Violações sexuais, abusos físicos e psicológicos, assédio, perseguição, trabalho em troca de sexo, espancamentos, gravidez decorrente de estupro, presença de guardas armados dentro e em torno de suas casas e comunidades, salários mais baixos e jornadas mais longas, trabalho sem remuneração, uso contínuo e sem proteção de produtos tóxicos, condições de trabalho deploráveis, impactos sobre sua saúde reprodutiva e sexual, impossibilidade de tomar decisões sobre questões relacionadas à terra, perda de acesso à terra, privação de seus meios de subsistência e sustento, que se traduz em trabalho doméstico mais forte e intenso e por mais horas, são apenas alguns dos chamados “impactos diferenciados” que as plantações industriais lançam hoje sobre os corpos e as vidas das mulheres.

A crescente militarização do cotidiano dessas mulheres glorifica, além disso, modelos de masculinidade violentos e agressivos que, na maior parte, atuam com total impunidade. A mesma impunidade que recebem as corporações que se apropriam de terras férteis, poluem rios, destroem florestas, expropriam comunidades e contratam agentes de segurança privados para “proteger” seus investimentos.

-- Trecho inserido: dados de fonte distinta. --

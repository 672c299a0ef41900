//! Stock item model and request DTOs.

use serde::{Deserialize, Serialize};
use sqlx::FromRow;
use stockpile_core::types::{DbId, Timestamp};

/// A row from the `stock_items` table.
///
/// `(color, material_pct)` is unique across all rows; `id` exists only so
/// the update endpoint can address a row directly.
#[derive(Debug, Clone, FromRow, Serialize)]
pub struct StockItem {
    pub id: DbId,
    pub color: String,
    /// Material content in percent, `0..=100`.
    pub material_pct: i32,
    /// On-hand quantity, never negative.
    pub quantity: i32,
    pub created_at: Timestamp,
    pub updated_at: Timestamp,
}

/// Body for the income and outcome movement endpoints.
#[derive(Debug, Clone, Deserialize)]
pub struct StockMovement {
    pub color: String,
    pub material_pct: i32,
    pub quantity: i32,
}

/// Body for `PUT /api/v1/stock/{id}`.
///
/// Absent fields leave the corresponding stored value unchanged.
#[derive(Debug, Clone, Deserialize)]
pub struct UpdateStockItem {
    pub color: Option<String>,
    pub material_pct: Option<i32>,
    pub quantity: Option<i32>,
}

/// Query parameters for `GET /api/v1/stock/quantity`.
#[derive(Debug, Clone, Deserialize)]
pub struct QuantityParams {
    pub color: String,
    /// Lower percentage bound. Defaults to 0.
    pub min_pct: Option<i32>,
    /// Upper percentage bound. Defaults to 100.
    pub max_pct: Option<i32>,
}
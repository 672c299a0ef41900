use std::net::SocketAddr;
use std::sync::Arc;
use std::time::Duration;

use axum::http::header::{AUTHORIZATION, CONTENT_TYPE};
use axum::http::{HeaderName, Method, StatusCode};
use axum::Router;
use tower_http::catch_panic::CatchPanicLayer;
use tower_http::cors::CorsLayer;
use tower_http::request_id::{MakeRequestUuid, PropagateRequestIdLayer, SetRequestIdLayer};
use tower_http::timeout::TimeoutLayer;
use tower_http::trace::{DefaultMakeSpan, DefaultOnResponse, TraceLayer};
use tracing::Level;
use tracing_subscriber::{layer::SubscriberExt, util::SubscriberInitExt};

use stockpile_api::config::ServerConfig;
use stockpile_api::routes;
use stockpile_api::state::AppState;

#[tokio::main]
async fn main() {
    dotenvy::dotenv().ok();

    // --- Tracing ---
    tracing_subscriber::registry()
        .with(
            tracing_subscriber::EnvFilter::try_from_default_env()
                .unwrap_or_else(|_| "stockpile_api=debug,tower_http=debug".into()),
        )
        .with(tracing_subscriber::fmt::layer())
        .init();

    // --- Configuration ---
    let config = ServerConfig::from_env();
    tracing::info!(host = %config.host, port = %config.port, "Loaded server configuration");

    // --- Database ---
    let database_url = std::env::var("DATABASE_URL").expect("DATABASE_URL must be set");

    let pool = stockpile_db::create_pool(&database_url)
        .await
        .expect("Failed to connect to database");
    tracing::info!("Database connection pool created");

    stockpile_db::health_check(&pool)
        .await
        .expect("Database health check failed");
    tracing::info!("Database health check passed");

    stockpile_db::run_migrations(&pool)
        .await
        .expect("Failed to run database migrations");
    tracing::info!("Database migrations applied");

    // --- CORS ---
    let cors = build_cors_layer(&config);

    // --- App state ---
    let state = AppState {
        pool,
        config: Arc::new(config.clone()),
    };

    // --- Request ID header name ---
    let request_id_header = HeaderName::from_static("x-request-id");

    // --- Router ---
    let app = Router::new()
        // Health check at root level (not under /api/v1).
        .merge(routes::health::router())
        // API v1 routes.
        .nest("/api/v1", routes::api_routes())
        // -- Middleware stack (applied bottom-up) --
        // Panic recovery: catch panics and return 500 JSON.
        .layer(CatchPanicLayer::new())
        // Request timeout.
        .layer(TimeoutLayer::with_status_code(
            StatusCode::REQUEST_TIMEOUT,
            Duration::from_secs(config.request_timeout_secs),
        ))
        // Propagate request ID to response.
        .layer(PropagateRequestIdLayer::new(request_id_header.clone()))
        // Structured request/response tracing.
        .layer(
            TraceLayer::new_for_http()
                .make_span_with(DefaultMakeSpan::new().level(Level::INFO))
                .on_response(DefaultOnResponse::new().level(Level::INFO)),
        )
        // Set request ID on incoming requests.
        .layer(SetRequestIdLayer::new(request_id_header, MakeRequestUuid))
        // CORS.
        .layer(cors)
        // Shared state.
        .with_state(state);

    // --- Start server ---
    let addr = SocketAddr::new(
        config.host.parse().expect("Invalid HOST address"),
        config.port,
    );
    tracing::info!(%addr, "Starting server");

    let listener = tokio::net::TcpListener::bind(addr)
        .await
        .expect("Failed to bind to address");

    axum::serve(listener, app)
        .with_graceful_shutdown(shutdown_signal())
        .await
        .expect("Server error");

    tracing::info!("Graceful shutdown complete");
}

/// Wait for a termination signal to initiate graceful shutdown.
///
/// Handles both SIGINT (Ctrl-C) and SIGTERM (on Unix) so the server
/// shuts down cleanly whether stopped interactively or by a process
/// manager (e.g. systemd, Docker, Kubernetes).
async fn shutdown_signal() {
    let ctrl_c = async {
        tokio::signal::ctrl_c()
            .await
            .expect("Failed to install Ctrl-C handler");
    };

    #[cfg(unix)]
    let terminate = async {
        tokio::signal::unix::signal(tokio::signal::unix::SignalKind::terminate())
            .expect("Failed to install SIGTERM handler")
            .recv()
            .await;
    };

    #[cfg(not(unix))]
    let terminate = std::future::pending::<()>();

    tokio::select! {
        () = ctrl_c => {
            tracing::info!("Received SIGINT (Ctrl-C), starting graceful shutdown");
        }
        () = terminate => {
            tracing::info!("Received SIGTERM, starting graceful shutdown");
        }
    }
}

/// Build the CORS middleware layer from server configuration.
///
/// Panics at startup if any configured origin is invalid -- we want
/// misconfiguration to fail fast.
fn build_cors_layer(config: &ServerConfig) -> CorsLayer {
    let origins: Vec<_> = config
        .cors_origins
        .iter()
        .map(|o| {
            o.parse()
                .unwrap_or_else(|e| panic!("Invalid CORS origin '{o}': {e}"))
        })
        .collect();

    CorsLayer::new()
        .allow_origin(origins)
        .allow_methods([Method::GET, Method::POST, Method::PUT])
        .allow_headers([CONTENT_TYPE, AUTHORIZATION])
        .allow_credentials(true)
        .max_age(Duration::from_secs(3600))
}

É claro que essa violência diária não entra em conflito com os esforços de instituições internacionais como o Banco Mundial ou a ONU, que influenciam fortemente a política internacional e defendem a expansão da economia capitalista a todos os cantos do planeta. Por trás de suas salvaguardas, seus códigos de conduta e sua responsabilidade social, estão as políticas e os projetos que sustentam um sistema que, desde sua criação, foi e continuará sendo estruturalmente patriarcal e racista.

No entanto, no meio desse contexto tão violento para com as mulheres, são elas que assumem a frente da organização e da mobilização contra a tomada de suas terras e suas vidas. Seu papel na resistência é essencial e tem sido foco de vários boletins do WRM (2).

O boletim apresenta dois artigos vindos da Indonésia, que detalham os abusos sistemáticos que as mulheres (e as meninas) que vivem dentro e em torno das plantações de dendê (oil palm) têm que suportar. Um deles trata dos muitos abusos trabalhistas e o outro destaca a violência mais estrutural dessas plantações. Além disso, três artigos vindos de Camarões nos relatam a situação das mulheres que enfrentam monoculturas de dendê naquele país. Um deles aborda os impactos e abusos que acontecem em nível nacional com a expansão dessas plantações; o segundo recapitula os tipos específicos de violência que são gerados e faz um chamado à mudança; o terceiro é um artigo-testemunho sobre como uma comunidade precisa viver enquanto resiste à chegada da empresa SOCAPALM às suas terras. Outro artigo procura resumir os casos de duas comunidades, uma na Guatemala e outra na Colômbia, onde as mulheres, diante das plantações de dendê, são as que lutam com mais afinco para defender suas terras e seus meios de vida. Da Índia, um artigo nos alerta para a crescente expansão das plantações de árvores com o programa estatal de compensação, e como as mulheres não são apenas vítimas, mas também um pilar de resistência naquele país. Outro artigo, da Libéria, destaca a importância de se ter voz nos processos de decisão e como as mulheres de lá estão se organizando para conquistar isso. Por fim, do Brasil, outro artigo nos narra os perigos e os impactos da exposição aos agrotóxicos, uma tarefa comum das mulheres em monoculturas industriais.

Sendo assim, este boletim é um chamado à solidariedade direta e radical com as mulheres que sofrem, resistem, se organizam e se mobilizam contra a violência e o abuso diários que as plantações industriais acarretam.

 

(1) “Calibán y La Bruja. Mujeres, cuerpo y acumulación originaria”, Silvia Federici, 2004. O livro pode ser baixado gratuitamente aqui.
(2) Ver, por exemplo:
Boletim 211, 2015: Mulheres em luta: em defesa dos territórios e da vida.
Boletim 200, março de 2014, A luta das mulheres: uma luta de todas e todos.
Boletim 187, fevereiro de 2013, Mulheres nas lutas de resistência.